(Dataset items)
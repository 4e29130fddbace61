//! Article fetcher.
//!
//! Given a resolved [`ArticleKey`], asks the repository's connector for
//! metadata (with bounded retry) and then, best effort, for full text.
//! Metadata failure is fatal ([`DigestError::FetchFailed`]); full-text
//! failure only downgrades the article to abstract-only.

use std::sync::Arc;

use crate::config::FetchConfig;
use crate::error::DigestError;
use crate::models::{Article, ArticleKey};
use crate::retry::{retry, RetryPolicy};
use crate::traits::ConnectorRegistry;

pub struct Fetcher {
    registry: Arc<ConnectorRegistry>,
    policy: RetryPolicy,
    full_text: bool,
}

impl Fetcher {
    pub fn new(registry: Arc<ConnectorRegistry>, config: &FetchConfig) -> Self {
        Self {
            registry,
            policy: config.retry_policy(),
            full_text: config.full_text,
        }
    }

    /// Fetch metadata and (when enabled) full text for `key`.
    pub async fn fetch_article(&self, key: &ArticleKey) -> Result<Article, DigestError> {
        let connector = self
            .registry
            .find(key.source)
            .ok_or_else(|| DigestError::FetchFailed {
                key: key.clone(),
                attempts: 0,
                cause: format!("no connector registered for {}", key.source),
            })?;

        let what = format!("fetch metadata for {}", key);
        let mut article = retry(&self.policy, &what, |_| connector.fetch_metadata(&key.id))
            .await
            .map_err(|e| DigestError::FetchFailed {
                key: key.clone(),
                attempts: e.attempts,
                cause: e.cause(),
            })?;

        // The connector may echo a versioned or differently-cased id.
        article.id = key.id.clone();
        article.source = key.source;
        article.url = key.canonical_url();

        if self.full_text {
            let what = format!("fetch full text for {}", key);
            let outcome = retry(&self.policy, &what, |_| connector.fetch_full_text(&article)).await;
            match outcome {
                Ok(text) => article.full_text = text,
                Err(e) => {
                    tracing::warn!(
                        article = %key,
                        attempts = e.attempts,
                        error = %e.cause(),
                        "full text unavailable, continuing with abstract"
                    );
                    article.full_text = None;
                }
            }
        }

        tracing::debug!(
            article = %key,
            title = %article.title,
            full_text = article.has_full_text(),
            "fetched article"
        );
        Ok(article)
    }
}

#[cfg(test)]
mod tests {
    use super::*;
    use crate::models::{SearchResult, Source};
    use crate::retry::CallError;
    use crate::traits::Connector;
    use async_trait::async_trait;
    use std::sync::atomic::{AtomicU32, Ordering};

    /// Fails metadata `fail_first` times with a transient error.
    struct Flaky {
        fail_first: u32,
        metadata_calls: AtomicU32,
        fail_full_text: bool,
    }

    impl Flaky {
        fn new(fail_first: u32) -> Self {
            Self {
                fail_first,
                metadata_calls: AtomicU32::new(0),
                fail_full_text: false,
            }
        }
    }

    #[async_trait]
    impl Connector for Flaky {
        fn source(&self) -> Source {
            Source::Arxiv
        }
        fn description(&self) -> &str {
            "flaky"
        }
        async fn fetch_metadata(&self, id: &str) -> Result<Article, CallError> {
            let n = self.metadata_calls.fetch_add(1, Ordering::SeqCst) + 1;
            if n <= self.fail_first {
                return Err(CallError::transient(anyhow::anyhow!("HTTP 503")));
            }
            Ok(Article {
                id: format!("{}v2", id),
                source: Source::Arxiv,
                title: "T".into(),
                authors: vec!["A".into()],
                url: "http://arxiv.org/abs/x".into(),
                full_text: None,
                abstract_text: Some("Abs.".into()),
                published: None,
                updated: None,
                pdf_url: None,
            })
        }
        async fn fetch_full_text(&self, _article: &Article) -> Result<Option<String>, CallError> {
            if self.fail_full_text {
                Err(CallError::permanent(anyhow::anyhow!("corrupt pdf")))
            } else {
                Ok(Some("Body text.".into()))
            }
        }
        async fn search(&self, _q: &str, _n: usize) -> Result<Vec<SearchResult>, CallError> {
            Ok(vec![])
        }
    }

    fn fetcher(connector: Arc<Flaky>, max_attempts: u32) -> Fetcher {
        let mut registry = ConnectorRegistry::new();
        registry.register(connector);
        let config = FetchConfig {
            max_attempts,
            backoff_base_ms: 1,
            ..FetchConfig::default()
        };
        Fetcher::new(Arc::new(registry), &config)
    }

    #[tokio::test]
    async fn retries_transient_metadata_failures() {
        let connector = Arc::new(Flaky::new(2));
        let fetcher = fetcher(connector.clone(), 3);
        let key = ArticleKey::new(Source::Arxiv, "2303.08774");

        let article = fetcher.fetch_article(&key).await.unwrap();
        assert_eq!(connector.metadata_calls.load(Ordering::SeqCst), 3);
        assert_eq!(article.id, "2303.08774");
        assert_eq!(article.url, "https://arxiv.org/abs/2303.08774");
        assert_eq!(article.full_text.as_deref(), Some("Body text."));
    }

    #[tokio::test]
    async fn exhausted_attempts_fail_with_count() {
        let connector = Arc::new(Flaky::new(10));
        let fetcher = fetcher(connector.clone(), 3);
        let key = ArticleKey::new(Source::Arxiv, "2303.08774");

        match fetcher.fetch_article(&key).await {
            Err(DigestError::FetchFailed { attempts, key: k, .. }) => {
                assert_eq!(attempts, 3);
                assert_eq!(k, key);
            }
            other => panic!("expected FetchFailed, got {:?}", other),
        }
        assert_eq!(connector.metadata_calls.load(Ordering::SeqCst), 3);
    }

    #[tokio::test]
    async fn full_text_failure_degrades_to_abstract() {
        let mut flaky = Flaky::new(0);
        flaky.fail_full_text = true;
        let fetcher = fetcher(Arc::new(flaky), 3);

        let article = fetcher
            .fetch_article(&ArticleKey::new(Source::Arxiv, "2303.08774"))
            .await
            .unwrap();
        assert!(!article.has_full_text());
        assert_eq!(article.abstract_text.as_deref(), Some("Abs."));
    }

    #[tokio::test]
    async fn missing_connector_is_fetch_failure() {
        let fetcher = Fetcher::new(Arc::new(ConnectorRegistry::new()), &FetchConfig::default());
        let err = fetcher
            .fetch_article(&ArticleKey::new(Source::Hal, "hal-01234567"))
            .await
            .unwrap_err();
        assert_eq!(err.code(), "fetch_failed");
    }
}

- [What to work on]: All of the data above needs to be transcribed verbatim.

- [Solution]:
repository 4e29130fddbace61
//! Article fetcher.
//!
//! Given a resolved [`ArticleKey`], asks the repository's connector for
//! metadata (with bounded retry) and then, best effort, for full text.
//! Metadata failure is fatal ([`DigestError::FetchFailed`]); full-text
//! failure only downgrades the article to abstract-only.

use std::sync::Arc;

use crate::config::FetchConfig;
use crate::error::DigestError;
use crate::models::{Article, ArticleKey};
use crate::retry::{retry, RetryPolicy};
use crate::traits::ConnectorRegistry;

pub struct Fetcher {
    registry: Arc<ConnectorRegistry>,
    policy: RetryPolicy,
    full_text: bool,
}

impl Fetcher {
    pub fn new(registry: Arc<ConnectorRegistry>, config: &FetchConfig) -> Self {
        Self {
            registry,
            policy: config.retry_policy(),
            full_text: config.full_text,
        }
    }

    /// Fetch metadata and (when enabled) full text for `key`.
    pub async fn fetch_article(&self, key: &ArticleKey) -> Result<Article, DigestError> {
        let connector = self
            .registry
            .find(key.source)
            .ok_or_else(|| DigestError::FetchFailed {
                key: key.clone(),
                attempts: 0,
                cause: format!("no connector registered for {}", key.source),
            })?;

        let what = format!("fetch metadata for {}", key);
        let mut article = retry(&self.policy, &what, |_| connector.fetch_metadata(&key.id))
            .await
            .map_err(|e| DigestError::FetchFailed {
                key: key.clone(),
                attempts: e.attempts,
                cause: e.cause(),
            })?;

        // The connector may echo a versioned or differently-cased id.
        article.id = key.id.clone();
        article.source = key.source;
        article.url = key.canonical_url();

        if self.full_text {
            let what = format!("fetch full text for {}", key);
            let outcome = retry(&self.policy, &what, |_| connector.fetch_full_text(&article)).await;
            match outcome {
                Ok(text) => article.full_text = text,
                Err(e) => {
                    tracing::warn!(
                        article = %key,
                        attempts = e.attempts,
                        error = %e.cause(),
                        "full text unavailable, continuing with abstract"
                    );
                    article.full_text = None;
                }
            }
        }

        tracing::debug!(
            article = %key,
            title = %article.title,
            full_text = article.has_full_text(),
            "fetched article"
        );
        Ok(article)
    }
}

#[cfg(test)]
mod tests {
    use super::*;
    use crate::models::{SearchResult, Source};
    use crate::retry::CallError;
    use crate::traits::Connector;
    use async_trait::async_trait;
    use std::sync::atomic::{AtomicU32, Ordering};

    /// Fails metadata `fail_first` times with a transient error.
    struct Flaky {
        fail_first: u32,
        metadata_calls: AtomicU32,
        fail_full_text: bool,
    }

    impl Flaky {
        fn new(fail_first: u32) -> Self {
            Self {
                fail_first,
                metadata_calls: AtomicU32::new(0),
                fail_full_text: false,
            }
        }
    }

    #[async_trait]
    impl Connector for Flaky {
        fn source(&self) -> Source {
            Source::Arxiv
        }
        fn description(&self) -> &str {
            "flaky"
        }
        async fn fetch_metadata(&self, id: &str) -> Result<Article, CallError> {
            let n = self.metadata_calls.fetch_add(1, Ordering::SeqCst) + 1;
            if n <= self.fail_first {
                return Err(CallError::transient(anyhow::anyhow!("HTTP 503")));
            }
            Ok(Article {
                id: format!("{}v2", id),
                source: Source::Arxiv,
                title: "T".into(),
                authors: vec!["A".into()],
                url: "http://arxiv.org/abs/x".into(),
                full_text: None,
                abstract_text: Some("Abs.".into()),
                published: None,
                updated: None,
                pdf_url: None,
            })
        }
        async fn fetch_full_text(&self, _article: &Article) -> Result<Option<String>, CallError> {
            if self.fail_full_text {
                Err(CallError::permanent(anyhow::anyhow!("corrupt pdf")))
            } else {
                Ok(Some("Body text.".into()))
            }
        }
        async fn search(&self, _q: &str, _n: usize) -> Result<Vec<SearchResult>, CallError> {
            Ok(vec![])
        }
    }

    fn fetcher(connector: Arc<Flaky>, max_attempts: u32) -> Fetcher {
        let mut registry = ConnectorRegistry::new();
        registry.register(connector);
        let config = FetchConfig {
            max_attempts,
            backoff_base_ms: 1,
            ..FetchConfig::default()
        };
        Fetcher::new(Arc::new(registry), &config)
    }

    #[tokio::test]
    async fn retries_transient_metadata_failures() {
        let connector = Arc::new(Flaky::new(2));
        let fetcher = fetcher(connector.clone(), 3);
        let key = ArticleKey::new(Source::Arxiv, "2303.08774");

        let article = fetcher.fetch_article(&key).await.unwrap();
        assert_eq!(connector.metadata_calls.load(Ordering::SeqCst), 3);
        assert_eq!(article.id, "2303.08774");
        assert_eq!(article.url, "https://arxiv.org/abs/2303.08774");
        assert_eq!(article.full_text.as_deref(), Some("Body text."));
    }

    #[tokio::test]
    async fn exhausted_attempts_fail_with_count() {
        let connector = Arc::new(Flaky::new(10));
        let fetcher = fetcher(connector.clone(), 3);
        let key = ArticleKey::new(Source::Arxiv, "2303.08774");

        match fetcher.fetch_article(&key).await {
            Err(DigestError::FetchFailed { attempts, key: k, .. }) => {
                assert_eq!(attempts, 3);
                assert_eq!(k, key);
            }
            other => panic!("expected FetchFailed, got {:?}", other),
        }
        assert_eq!(connector.metadata_calls.load(Ordering::SeqCst), 3);
    }

    #[tokio::test]
    async fn full_text_failure_degrades_to_abstract() {
        let mut flaky = Flaky::new(0);
        flaky.fail_full_text = true;
        let fetcher = fetcher(Arc::new(flaky), 3);

        let article = fetcher
            .fetch_article(&ArticleKey::new(Source::Arxiv, "2303.08774"))
            .await
            .unwrap();
        assert!(!article.has_full_text());
        assert_eq!(article.abstract_text.as_deref(), Some("Abs."));
    }

    #[tokio::test]
    async fn missing_connector_is_fetch_failure() {
        let fetcher = Fetcher::new(Arc::new(ConnectorRegistry::new()), &FetchConfig::default());
        let err = fetcher
            .fetch_article(&ArticleKey::new(Source::Hal, "hal-01234567"))
            .await
            .unwrap_err();
        assert_eq!(err.code(), "fetch_failed");
    }
}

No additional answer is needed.